Wednesday, June 19, 2024

Authorities discover 2,800 contraband items in Cd Juárez prison

The prison in Ciudad Juárez that was the site of a massive escape on New Year’s Day is back in the news this week after some stunning revelations about what was hiding inside.

Turns out that Cereso No. 3 prison was stocked with contraband such as guitars, drums, refrigerators, grills, plasma televisions, video game consoles and air conditioners — and even a mechanical bull — according to Chihuahua Gov. Maru Campos and other state officials.

“The privileges are over,” Campos declared on Tuesday.

The Jan. 1 raid on Cereso No. 3 prison in Ciudad Juárez resulted in deaths of guards and inmates, and the escape of 30 prisonsers. (Cuartoscuro)

The violent prison break on Jan. 1 allowed some 30 prisoners to escape, while leaving 17 people dead and 13 others wounded.

In the days and weeks afterward, state law enforcement authorities carried out an inspection of Social Readaptation Center (Cereso) No. 3, where they found a cache of items that looked “more like what could be seized at an underground party than a prison,” as the newspaper El País put it.

Campos revealed that approximately 2,800 objects were found and destroyed, including dozens of speakers, horns and other instruments, privacy screens, washing machines, and electric fans and heaters — in addition to the previously mentioned objects.

There was also a “snake in a terrarium” and “thousands of pairs of sneakers,” El País reported. “Weapons, drugs and cash were taken for granted.” 

Officials said they also found religious articles, such as posters of Aztec deities and Santa Muerte — i.e., Saint Death, a spiritual icon popular in cartel culture. One official said US $85,000 in cash was found among the “VIP cells,” where various calibers of weapons were also located. 

Also discovered was a secret door through which the various prohibited objects apparently entered the facility. Just over a meter tall, the door — now sealed with iron bars by state authorities — was found behind a garbage bin in a room supposedly used exclusively by staff.

“It is a door that leads to the outside” and was beyond the range of security cameras, said Gilberto Loya, the head of the state SSP. “It’s a place where anything could come and go, from people to whatever you wanted to put in and get out of there.”

State authorities said they now believe that this is where all the confiscated objects entered. There was no information available on when the door was built.

The prison, and all of the state’s prisons were turned over to the control of state authorities on Jan. 31, according to Campos. Previously, they had been in the charge of the state Attorney General’s Office.

Chihuahua Governor Maru Campos participates in state public safety task force
Some of the prisoners who escaped on Jan. 1 are still at large. Chihuahua Governor Maru Campos, center, announced on Jan. 31 that the prison — notorious for being run by its prisoners — would no longer be under the charge of the state Attorney General’s Office. (Photo: Maru Campos/Twitter)

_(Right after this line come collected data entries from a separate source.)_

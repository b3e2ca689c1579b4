use serde::{Deserialize, Serialize};
use std::fmt;

// ---------------------------------------------------------------------------
// TierId
// ---------------------------------------------------------------------------

#[derive(Debug, Clone, Copy, PartialEq, Eq, Hash, PartialOrd, Ord, Serialize, Deserialize)]
#[serde(rename_all = "snake_case")]
pub enum TierId {
    Starter,
    Professional,
    Enterprise,
}

impl TierId {
    /// All tiers in ascending order.
    pub fn all() -> &'static [TierId] {
        &[TierId::Starter, TierId::Professional, TierId::Enterprise]
    }

    pub fn as_str(self) -> &'static str {
        match self {
            TierId::Starter => "starter",
            TierId::Professional => "professional",
            TierId::Enterprise => "enterprise",
        }
    }
}

impl fmt::Display for TierId {
    fn fmt(&self, f: &mut fmt::Formatter<'_>) -> fmt::Result {
        f.write_str(self.as_str())
    }
}

impl std::str::FromStr for TierId {
    type Err = crate::error::ProvisionError;

    fn from_str(s: &str) -> Result<Self, Self::Err> {
        match s.trim().to_ascii_lowercase().as_str() {
            "starter" => Ok(TierId::Starter),
            "professional" => Ok(TierId::Professional),
            "enterprise" => Ok(TierId::Enterprise),
            _ => Err(crate::error::ProvisionError::UnknownTier(s.to_string())),
        }
    }
}

// ---------------------------------------------------------------------------
// Phase
// ---------------------------------------------------------------------------

/// Deployment phases in execution order. `Aborted` is terminal and never
/// appears in the completed list.
#[derive(Debug, Clone, Copy, PartialEq, Eq, Hash, PartialOrd, Ord, Serialize, Deserialize)]
#[serde(rename_all = "snake_case")]
pub enum Phase {
    Initializing,
    ArtifactsLoaded,
    Connected,
    DatabasesDeployed,
    ViewsDeployed,
    SampleDataDeployed,
    IntegrationsDeployed,
    Finalized,
    Aborted,
}

impl Phase {
    /// The ordered, non-terminal-failure sequence.
    pub fn sequence() -> &'static [Phase] {
        &[
            Phase::Initializing,
            Phase::ArtifactsLoaded,
            Phase::Connected,
            Phase::DatabasesDeployed,
            Phase::ViewsDeployed,
            Phase::SampleDataDeployed,
            Phase::IntegrationsDeployed,
            Phase::Finalized,
        ]
    }

    pub fn as_str(self) -> &'static str {
        match self {
            Phase::Initializing => "initializing",
            Phase::ArtifactsLoaded => "artifacts_loaded",
            Phase::Connected => "connected",
            Phase::DatabasesDeployed => "databases_deployed",
            Phase::ViewsDeployed => "views_deployed",
            Phase::SampleDataDeployed => "sample_data_deployed",
            Phase::IntegrationsDeployed => "integrations_deployed",
            Phase::Finalized => "finalized",
            Phase::Aborted => "aborted",
        }
    }
}

impl fmt::Display for Phase {
    fn fmt(&self, f: &mut fmt::Formatter<'_>) -> fmt::Result {
        f.write_str(self.as_str())
    }
}

// ---------------------------------------------------------------------------
// ViewKind
// ---------------------------------------------------------------------------

#[derive(Debug, Clone, Copy, PartialEq, Eq, Hash, Serialize, Deserialize)]
#[serde(rename_all = "snake_case")]
pub enum ViewKind {
    Board,
    Timeline,
    Table,
    Calendar,
}

impl ViewKind {
    pub fn as_str(self) -> &'static str {
        match self {
            ViewKind::Board => "board",
            ViewKind::Timeline => "timeline",
            ViewKind::Table => "table",
            ViewKind::Calendar => "calendar",
        }
    }
}

impl fmt::Display for ViewKind {
    fn fmt(&self, f: &mut fmt::Formatter<'_>) -> fmt::Result {
        f.write_str(self.as_str())
    }
}

// ---------------------------------------------------------------------------
// ResourceKind
// ---------------------------------------------------------------------------

#[derive(Debug, Clone, Copy, PartialEq, Eq, Hash, Serialize, Deserialize)]
#[serde(rename_all = "snake_case")]
pub enum ResourceKind {
    Database,
    Page,
    SummaryPage,
}

impl ResourceKind {
    pub fn as_str(self) -> &'static str {
        match self {
            ResourceKind::Database => "database",
            ResourceKind::Page => "page",
            ResourceKind::SummaryPage => "summary_page",
        }
    }
}

impl fmt::Display for ResourceKind {
    fn fmt(&self, f: &mut fmt::Formatter<'_>) -> fmt::Result {
        f.write_str(self.as_str())
    }
}

// ---------------------------------------------------------------------------
// Tests
// ---------------------------------------------------------------------------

“This is not about a transfer, but about taking command in the Ceresos to have better control and offer greater security to the Chihuahuans,” Campos said on Twitter. Prisons throughout Mexico are referred to as Ceresos. “It is for no other reason.”

For years, human rights organizations have warned that the Ciudad Juárez prison was controlled by the inmates themselves and that there was very little surveillance.

In its 2019 annual report, the Chihuahua State Human Rights Commission stated: “Security is practically under the control of the inmates themselves. In some modules, some even had keys to areas such as classrooms and dining rooms.”

Some 3,900 inmates live in Cereso No. 3, well above the population for which the prison was built, officials said. 

Loya said that “once the cleanup inside Cereso 3 is finished, the infrastructure of the place will be rehabilitated, because it was detected that extensions had been made in many cells.” In addition, access to corridors will be reinforced with padlocks, he added. 

The early-morning prison break on Jan. 1 occurred after gunmen attacked the prison seeking to free Ernesto Alfredo Piñón de la Cruz, alias “El Neto.” Piñón is the local leader of a gang known as Los Mexicles.

Ten guards and seven inmates were killed in the battle to free Piñón, and of the 27 to 30 prisoners who escaped in the melee between guards and prisoners that ensued (different accounts give different numbers), 14 are still at large, according to Luis Rodríguez Bucio, President López Obrador’s newly appointed federal undersecretary for Security and Citizen Protection.

Four of the escapees have been killed, Rodríguez said, including Piñón, who died in a Jan. 5 gun battle with police.